Learning Hierarchical Feature Extractors For Image Recognition
Telling cow from sheep is effortless for most animals, but requires much engineering for computers. In this thesis, we seek to tease out basic principles that underlie many recent advances in image recognition. First, we recast many methods into a common unsupervised feature extraction framework based on an alternation of coding steps, which encode the input by comparing it with a collection of reference patterns, and pooling steps, which compute an aggregation statistic summarizing the codes within some region of interest of the image.

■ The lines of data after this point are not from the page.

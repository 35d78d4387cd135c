//! Per-document security state: password authentication and per-object
//! string/stream decryption.

use super::algorithms::{self, object_key};
use super::{CryptMethod, EncryptDict, Permissions};
use crate::error::{Error, Result};
use crate::object::{Object, ObjectRef};

/// What an encrypted payload belongs to; strings and streams may use
/// different crypt filters.
#[derive(Debug, Clone, Copy, PartialEq, Eq)]
pub enum PayloadKind {
    /// String inside an indirect object
    String,
    /// Stream data
    Stream,
}

/// Security handler for one document.
#[derive(Debug, Clone)]
pub struct SecurityHandler {
    dict: EncryptDict,
    file_id: Vec<u8>,
    file_key: Option<Vec<u8>>,
}

impl SecurityHandler {
    /// Build from a parsed dictionary and the first `/ID` string.
    pub fn new(dict: EncryptDict, file_id: Vec<u8>) -> Self {
        log::info!(
            "Document encrypted: V={} R={} key length {} bytes",
            dict.version,
            dict.revision,
            dict.key_length
        );
        Self {
            dict,
            file_id,
            file_key: None,
        }
    }

    /// Build from the trailer's `/Encrypt` value.
    pub fn from_object(encrypt: &Object, file_id: Vec<u8>) -> Result<Self> {
        Ok(Self::new(EncryptDict::from_object(encrypt)?, file_id))
    }

    /// Try a password as the user password, then as the owner password.
    ///
    /// On success the file key is kept and content becomes decryptable.
    pub fn authenticate(&mut self, password: &[u8]) -> bool {
        let params = self.dict.key_params(&self.file_id);

        if let Some(key) = algorithms::authenticate_user_password(password, &self.dict.user_hash, &params) {
            log::debug!("Authenticated with user password");
            self.file_key = Some(key);
            return true;
        }

        let user_password = algorithms::recover_user_password(password, &params);
        if let Some(key) = algorithms::authenticate_user_password(&user_password, &self.dict.user_hash, &params) {
            log::debug!("Authenticated with owner password");
            self.file_key = Some(key);
            return true;
        }

        log::warn!("Password did not authenticate; encrypted content stays opaque");
        false
    }

    /// True once a password has matched.
    pub fn is_authenticated(&self) -> bool {
        self.file_key.is_some()
    }

    /// File key, after authentication.
    pub fn file_key(&self) -> Option<&[u8]> {
        self.file_key.as_deref()
    }

    /// Parsed encryption dictionary.
    pub fn dict(&self) -> &EncryptDict {
        &self.dict
    }

    /// Access permissions.
    pub fn permissions(&self) -> Permissions {
        self.dict.permissions()
    }

    fn method(&self, kind: PayloadKind) -> CryptMethod {
        match kind {
            PayloadKind::String => self.dict.string_method,
            PayloadKind::Stream => self.dict.stream_method,
        }
    }

    /// Decrypt a string or stream belonging to `reference`.
    pub fn decrypt(&self, data: &[u8], reference: ObjectRef, kind: PayloadKind) -> Result<Vec<u8>> {
        let file_key = self.file_key.as_deref().ok_or(Error::AuthenticationFailure)?;
        match self.method(kind) {
            CryptMethod::Identity => Ok(data.to_vec()),
            CryptMethod::Rc4 => {
                let key = object_key(file_key, reference.id, reference.gen, false);
                Ok(super::rc4::rc4_crypt(&key, data))
            },
            CryptMethod::AesV2 => {
                let key = object_key(file_key, reference.id, reference.gen, true);
                super::aes::aes128_decrypt(&key, data)
                    .map_err(|e| Error::filter("AESV2", format!("object {}: {}", reference, e)))
            },
        }
    }

    /// Encrypt a payload for `reference` (fresh random IV for AES).
    pub fn encrypt(&self, data: &[u8], reference: ObjectRef, kind: PayloadKind) -> Result<Vec<u8>> {
        let file_key = self.file_key.as_deref().ok_or(Error::AuthenticationFailure)?;
        match self.method(kind) {
            CryptMethod::Identity => Ok(data.to_vec()),
            CryptMethod::Rc4 => {
                let key = object_key(file_key, reference.id, reference.gen, false);
                Ok(super::rc4::rc4_crypt(&key, data))
            },
            CryptMethod::AesV2 => {
                let key = object_key(file_key, reference.id, reference.gen, true);
                let iv = *uuid::Uuid::new_v4().as_bytes();
                super::aes::aes128_encrypt(&key, &iv, data).map_err(|e| Error::filter("AESV2", e))
            },
        }
    }
}

#[cfg(test)]
mod tests {
    use super::*;
    use crate::dict;
    use crate::encryption::{compute_encryption_key, compute_owner_hash, compute_user_hash};
    use crate::object::Dictionary;

    const FILE_ID: &[u8] = b"fixture-file-id!";

    fn encrypt_dict(revision: u32, key_length: usize, user: &[u8], owner: &[u8]) -> Dictionary {
        let o = compute_owner_hash(owner, user, revision, key_length);
        let mut d = dict! {
            "Filter" => Object::name("Standard"),
            "V" => Object::Integer(if revision == 2 { 1 } else { 2 }),
            "R" => Object::Integer(revision as i32),
            "Length" => Object::Integer((key_length * 8) as i32),
            "O" => Object::String(o.clone()),
            "P" => Object::Integer(-4),
        };
        let e = EncryptDict {
            filter: "Standard".into(),
            version: 2,
            revision,
            key_length,
            owner_hash: o,
            user_hash: Vec::new(),
            permissions: -4,
            encrypt_metadata: true,
            stream_method: CryptMethod::Rc4,
            string_method: CryptMethod::Rc4,
        };
        let params = e.key_params(FILE_ID);
        let key = compute_encryption_key(user, &params);
        d.insert("U".into(), Object::String(compute_user_hash(&key, &params)));
        d
    }

    fn handler(revision: u32, key_length: usize) -> SecurityHandler {
        let d = encrypt_dict(revision, key_length, b"user", b"owner");
        SecurityHandler::new(EncryptDict::from_dict(&d).unwrap(), FILE_ID.to_vec())
    }

    #[test]
    fn test_user_password() {
        let mut h = handler(3, 16);
        assert!(!h.authenticate(b"nope"));
        assert!(!h.is_authenticated());
        assert!(h.authenticate(b"user"));
        assert_eq!(h.file_key().map(<[u8]>::len), Some(16));
    }

    #[test]
    fn test_owner_password() {
        let mut h = handler(3, 16);
        assert!(h.authenticate(b"owner"));
        let mut r2 = handler(2, 5);
        assert!(r2.authenticate(b"owner"));
    }

    #[test]
    fn test_decrypt_requires_authentication() {
        let h = handler(3, 16);
        assert!(matches!(
            h.decrypt(b"x", ObjectRef::new(1, 0), PayloadKind::String),
            Err(Error::AuthenticationFailure)
        ));
    }

    #[test]
    fn test_rc4_roundtrip_per_object() {
        let mut h = handler(3, 16);
        assert!(h.authenticate(b"user"));
        let r = ObjectRef::new(7, 0);
        let enc = h.encrypt(b"Hello", r, PayloadKind::String).unwrap();
        assert_ne!(enc, b"Hello");
        assert_eq!(h.decrypt(&enc, r, PayloadKind::String).unwrap(), b"Hello");
        // A different object key does not decrypt
        assert_ne!(h.decrypt(&enc, ObjectRef::new(8, 0), PayloadKind::String).unwrap(), b"Hello");
    }

    #[test]
    fn test_aes_roundtrip() {
        let mut h = handler(3, 16);
        h.dict.stream_method = CryptMethod::AesV2;
        assert!(h.authenticate(b"user"));
        let r = ObjectRef::new(3, 0);
        let enc = h.encrypt(b"stream payload", r, PayloadKind::Stream).unwrap();
        assert_eq!(enc.len(), 32);
        assert_eq!(h.decrypt(&enc, r, PayloadKind::Stream).unwrap(), b"stream payload");
    }
}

Within that framework, we conduct extensive comparative evaluations of many coding or pooling operators proposed in the literature. Our results demonstrate a robust superiority of sparse coding (which decomposes an input as a linear combination of a few visual words) and max pooling (which summarizes a set of inputs by their maximum value). We also propose macrofeatures, which import into the popular spatial pyramid framework the joint encoding of nearby features commonly practiced in neural networks, and obtain significantly improved image recognition performance. Next, we analyze the statistical properties of max pooling that underlie its better performance, through a simple theoretical model of feature activation. We then present results of experiments that confirm many predictions of the model. Beyond the pooling operator itself, an important parameter is the set of pools over which the summary statistic is computed. We propose locality in feature configuration space as a natural criterion for devising better pools. Finally, we propose ways to make coding faster and more powerful through fast convolutional feedforward architectures, and examine how to incorporate supervision into feature extraction schemes. Overall, our experiments offer insights into what makes current systems work so well, and state-of-the-art results on several image recognition benchmarks.